During any debate about “assault weapons” (which is in itself a nonsense term) you hear from various media sources about how “powerful” and “fast-firing” and “high capacity” they are without the most basic knowledge of firearms.
I don’t see how the example in the OP shows an anti-gun bias, idiotic though the reference is.
You could wonder about the way certain stories are phrased, though.
For instance, this account of the search for a fugitive wanted on sex crime charges contains the following paragraph:
“After that, Cortez was charged with having guns illegally. Police said they found several handguns, a hunting rifle and a black assault rifle in the home.”
What constitutes a “black assault rifle”? Are they more powerful and scarier than brown or green assault rifles? Should they be legal only in pink, on the theory that people would be less likely to use them in a violent manner (former Iowa football coach Hayden Fry had the visitors’ locker room painted pink because he thought that would make opposing players less aggressive. So maybe this is the solution to gun crime as well)?

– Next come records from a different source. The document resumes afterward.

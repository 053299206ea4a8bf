use crate::common::{mock_oracle, oracle_path};
use assert_json_diff::assert_json_eq;
use mockito::Matcher;
use odata_read_oracle::prelude::*;

const FEED_URL: &str = "http://localhost/tests/Service.svc/Customers";
const ENTRY_URL: &str = "http://localhost/tests/Service.svc/Customers(1)";

fn url_param(url: &str) -> Matcher {
    Matcher::UrlEncoded("url".into(), url.into())
}

fn mime_param(mime: &str) -> Matcher {
    Matcher::UrlEncoded("mimeType".into(), mime.into())
}

#[tokio::test]
async fn read_feed_atom_goes_to_read_feed() {
    let (mut server, client) = mock_oracle().await;
    let mock = server
        .mock("GET", oracle_path(OracleEndpoint::ReadFeed).as_str())
        .match_query(Matcher::AllOf(vec![url_param(FEED_URL), mime_param(ATOM_MIME)]))
        .with_status(200)
        .with_header("content-type", "text/plain")
        .with_body(r#"{"__metadata": {"uri": "Customers"}, "results": [{"ID": 1}]}"#)
        .create_async()
        .await;

    let feed = client
        .read_feed(FEED_URL.into(), Some(ATOM_MIME), true)
        .await
        .expect("feed should be read");

    mock.assert_async().await;
    assert_json_eq!(
        feed,
        json!({"__metadata": {"uri": "Customers"}, "results": [{"ID": 1}]})
    );
}

#[tokio::test]
async fn read_feed_json_goes_to_read_json() {
    let (mut server, client) = mock_oracle().await;
    let mock = server
        .mock("GET", oracle_path(OracleEndpoint::ReadJson).as_str())
        .match_query(Matcher::AllOf(vec![url_param(FEED_URL), mime_param(JSON_MIME)]))
        .with_body(r#"{"value": []}"#)
        .create_async()
        .await;

    let feed = client
        .read_feed(FEED_URL.into(), Some(JSON_MIME), false)
        .await
        .expect("feed should be read");

    mock.assert_async().await;
    assert_json_eq!(feed, json!({"value": []}));
}

#[tokio::test]
async fn read_entry_atom_and_wildcard() {
    let (mut server, client) = mock_oracle().await;
    let atom = server
        .mock("GET", oracle_path(OracleEndpoint::ReadEntry).as_str())
        .match_query(Matcher::AllOf(vec![url_param(ENTRY_URL), mime_param(ATOM_MIME)]))
        .with_body(r#"{"ID": 1}"#)
        .create_async()
        .await;
    let wildcard = server
        .mock("GET", oracle_path(OracleEndpoint::ReadJson).as_str())
        .match_query(Matcher::AllOf(vec![
            url_param(ENTRY_URL),
            mime_param(UNIVERSAL_MIME),
        ]))
        .with_body(r#"{"ID": 1, "Name": "Alfreds"}"#)
        .create_async()
        .await;

    let from_atom = client
        .read_entry(ENTRY_URL.into(), Some(ATOM_MIME), false)
        .await
        .expect("atom entry");
    let from_wildcard = client
        .read_entry(ENTRY_URL.into(), Some(UNIVERSAL_MIME), false)
        .await
        .expect("wildcard entry");

    atom.assert_async().await;
    wildcard.assert_async().await;
    assert_json_eq!(from_atom, json!({"ID": 1}));
    assert_json_eq!(from_wildcard, json!({"ID": 1, "Name": "Alfreds"}));
}

#[tokio::test]
async fn read_service_document_without_mime_goes_to_read_json() {
    let (mut server, client) = mock_oracle().await;
    let mock = server
        .mock("GET", oracle_path(OracleEndpoint::ReadJson).as_str())
        .match_query(url_param("http://localhost/tests/Service.svc/"))
        .with_body(r#"{"value": [{"name": "Customers", "url": "Customers"}]}"#)
        .create_async()
        .await;

    let document = client
        .read_service_document("http://localhost/tests/Service.svc/".into(), None)
        .await
        .expect("service document");

    mock.assert_async().await;
    assert_json_eq!(
        document,
        json!({"value": [{"name": "Customers", "url": "Customers"}]})
    );
}

#[tokio::test]
async fn read_service_document_atom() {
    let (mut server, client) = mock_oracle().await;
    let mock = server
        .mock("GET", oracle_path(OracleEndpoint::ReadServiceDocument).as_str())
        .match_query(mime_param(ATOM_MIME))
        .with_body(r#"{"workspaces": []}"#)
        .create_async()
        .await;

    let document = client
        .read_service_document(
            ReadTarget::new("http://localhost/tests/Service.svc/"),
            Some(ATOM_MIME),
        )
        .await
        .expect("service document");

    mock.assert_async().await;
    assert_json_eq!(document, json!({"workspaces": []}));
}

#[tokio::test]
async fn read_metadata_string_and_target_send_the_same_request() {
    let (mut server, client) = mock_oracle().await;
    let metadata_url = "http://localhost/tests/Service.svc/$metadata";
    let mock = server
        .mock("GET", oracle_path(OracleEndpoint::ReadMetadata).as_str())
        .match_query(url_param(metadata_url))
        .with_body(r#"{"version": "4.0", "dataServices": {"schema": []}}"#)
        .expect(2)
        .create_async()
        .await;

    let from_str = client
        .read_metadata(metadata_url.into())
        .await
        .expect("metadata from string");
    let from_target = client
        .read_metadata(ReadTarget::new(metadata_url))
        .await
        .expect("metadata from target");

    mock.assert_async().await;
    assert_json_eq!(from_str, from_target);
}

#[tokio::test]
async fn read_feed_forwards_extra_target_params() {
    let (mut server, client) = mock_oracle().await;
    let mock = server
        .mock("GET", oracle_path(OracleEndpoint::ReadFeed).as_str())
        .match_query(Matcher::AllOf(vec![
            url_param(FEED_URL),
            Matcher::UrlEncoded("level".into(), "2".into()),
            mime_param(ATOM_MIME),
        ]))
        .with_body("[]")
        .create_async()
        .await;

    let feed = client
        .read_feed(
            ReadTarget::new(FEED_URL).with_param("level", "2"),
            Some(ATOM_MIME),
            false,
        )
        .await
        .expect("feed with params");

    mock.assert_async().await;
    assert_json_eq!(feed, json!([]));
}

#[tokio::test]
async fn loopbacks_post_raw_atom() {
    let (mut server, client) = mock_oracle().await;
    let feed_xml = r#"<feed xmlns="http://www.w3.org/2005/Atom"><title>Customers</title></feed>"#;
    let entry_xml = r#"<entry xmlns="http://www.w3.org/2005/Atom"><id>1</id></entry>"#;

    let feed_mock = server
        .mock("POST", oracle_path(OracleEndpoint::ReadFeedLoopback).as_str())
        .match_header("content-type", ATOM_MIME)
        .match_body(Matcher::Exact(feed_xml.to_string()))
        .with_body(r#"{"title": "Customers", "entries": []}"#)
        .create_async()
        .await;
    let entry_mock = server
        .mock("POST", oracle_path(OracleEndpoint::ReadEntryLoopback).as_str())
        .match_header("content-type", ATOM_MIME)
        .match_body(Matcher::Exact(entry_xml.to_string()))
        .with_body(r#"{"id": "1"}"#)
        .create_async()
        .await;

    let feed = client
        .read_feed_loopback(feed_xml, false)
        .await
        .expect("feed loopback");
    let entry = client
        .read_entry_loopback(entry_xml, true)
        .await
        .expect("entry loopback");

    feed_mock.assert_async().await;
    entry_mock.assert_async().await;
    assert_json_eq!(feed, json!({"title": "Customers", "entries": []}));
    assert_json_eq!(entry, json!({"id": "1"}));
}

#[tokio::test]
async fn read_json_sends_odata_headers() {
    let (mut server, client) = mock_oracle().await;
    let mock = server
        .mock("GET", "/tests/Service.svc/Customers(1)")
        .match_header("accept", JSON_MIME)
        .match_header("odata-maxversion", ODATA_MAX_VERSION)
        .with_body(r#"{"ID": 1}"#)
        .create_async()
        .await;

    let entry = client
        .read_json(&format!("{}/tests/Service.svc/Customers(1)", server.url()))
        .await
        .expect("json entry");

    mock.assert_async().await;
    assert_json_eq!(entry, json!({"ID": 1}));
}

#[tokio::test]
async fn read_links_resolve_relative_urls_against_base() {
    let (mut server, client) = mock_oracle().await;
    let entry_mock = server
        .mock("GET", "/tests/Service.svc/Customers(1)/$links/Orders(2)")
        .match_header("accept", JSON_MIME)
        .with_body(r#"{"url": "http://localhost/tests/Service.svc/Orders(2)"}"#)
        .create_async()
        .await;
    let feed_mock = server
        .mock("GET", "/tests/Service.svc/Customers(1)/$links/Orders")
        .match_header("accept", JSON_MIME)
        .with_body(r#"{"value": [{"url": "http://localhost/tests/Service.svc/Orders(2)"}]}"#)
        .create_async()
        .await;

    let link = client
        .read_links_entry("Service.svc/Customers(1)/$links/Orders(2)")
        .await
        .expect("links entry");
    let links = client
        .read_links_feed("Service.svc/Customers(1)/$links/Orders")
        .await
        .expect("links feed");

    entry_mock.assert_async().await;
    feed_mock.assert_async().await;
    assert_json_eq!(
        link,
        json!({"url": "http://localhost/tests/Service.svc/Orders(2)"})
    );
    assert_eq!(links["value"].as_array().map(Vec::len), Some(1));
}

#[tokio::test]
async fn read_metadata_sends_only_the_url() {
    let (mut server, client) = mock_oracle().await;
    let mock = server
        .mock("GET", oracle_path(OracleEndpoint::ReadMetadata).as_str())
        .match_query(Matcher::AllOf(vec![
            url_param("http://localhost/tests/Service.svc/$metadata"),
            Matcher::Regex("^url=[^&]*$".into()),
        ]))
        .with_body(r#"{"version": "4.0"}"#)
        .create_async()
        .await;

    let metadata = client
        .read_metadata("http://localhost/tests/Service.svc/$metadata".into())
        .await
        .expect("metadata");

    mock.assert_async().await;
    assert_json_eq!(metadata, json!({"version": "4.0"}));
}

#[tokio::test]
async fn read_feed_with_empty_mime_type_omits_it() {
    let (mut server, client) = mock_oracle().await;
    let mock = server
        .mock("GET", oracle_path(OracleEndpoint::ReadJson).as_str())
        .match_query(Matcher::AllOf(vec![
            url_param(FEED_URL),
            Matcher::Regex("^url=[^&]*$".into()),
        ]))
        .with_body(r#"{"value": []}"#)
        .create_async()
        .await;

    let feed = client
        .read_feed(FEED_URL.into(), Some(""), false)
        .await
        .expect("feed without mime type");

    mock.assert_async().await;
    assert_json_eq!(feed, json!({"value": []}));
}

the .40 S&W round is essentially a shortened, somewhat less powerful version of the 10mm Auto. Because of the compactness of the round it became the favorite of law enforcement for high capacity service autoloading pistols after it was realized that the 9mm Parabellum round wasn’t the end-all be-all of handgun rounds that Hollywood portrayed. To complete the circle, Sig-Sauer came up with a round called the .357 SIG, which is a .40 S&W-sized cartridge necked down to a 9mm round, ostensibly giving the same ballistics as the vaunted .357 Magnum out of a short-barreled revolver. Whether there is any material different in stopping potential between these rounds is questionable, but it sure makes for a revolving door of firearms purchases by large law enforcement agencies; another triumph for marketing, IMHO. (I’ll stick with a SIG P220 in the venerable .45 ACP, thank you.)
Anyway, the .40 S&W and 10mm Auto are not, despite using same diameter case and same weight bullets, not interchangable in autoloading pistols, though presumably you could fire a .40 S&W in the rare revolver chambered for the 10mm Auto. I have never heard of a revolver chambered for the .40 S&W (and certainly not one that would contain 15 rounds), but the Glock 22 does have a 15 round magazine (not a “clip”). I have a hard time as seeing this statement as any kind of anti-gun conspiracy; more likely just another member of the Fourth Estate who lacks basic knowledge upon the topic on which he or she is reporting, and is unwilling to take the time or exert the effort to do minimal fact-checking, those skills not being emphasized in journalism or communications schools, I guess. Anyway, for pure density of fallacy regarding firearms, nothing beats the line uttered by Bruce Willis in Die Hard 2: “That punk pulled a Glock 7 on me. You know what that is? It’s a porcelain gun made in Germany. It dosen’t show up on you airport X-ray machines, and it cost more than you make here in a month.”
Can anyone spot all five errors in that statement?
Stranger
Going entirely from memory, no Googling…
- no model 7
- not porcelain, duh
- not made in Germany?
- does show up on X-ray (for fucks sake, that one’s stupid)
- um…more than a month? I guess if he’s like 15 or something.
Well, if the gun is fictional, then #5 could be true, no?
It’s possible that you’re the one who is biased. Nahhhhh. Couldn’t be.
Certainly there’s a lot of anti-gun bias in newspaper and TV reporting.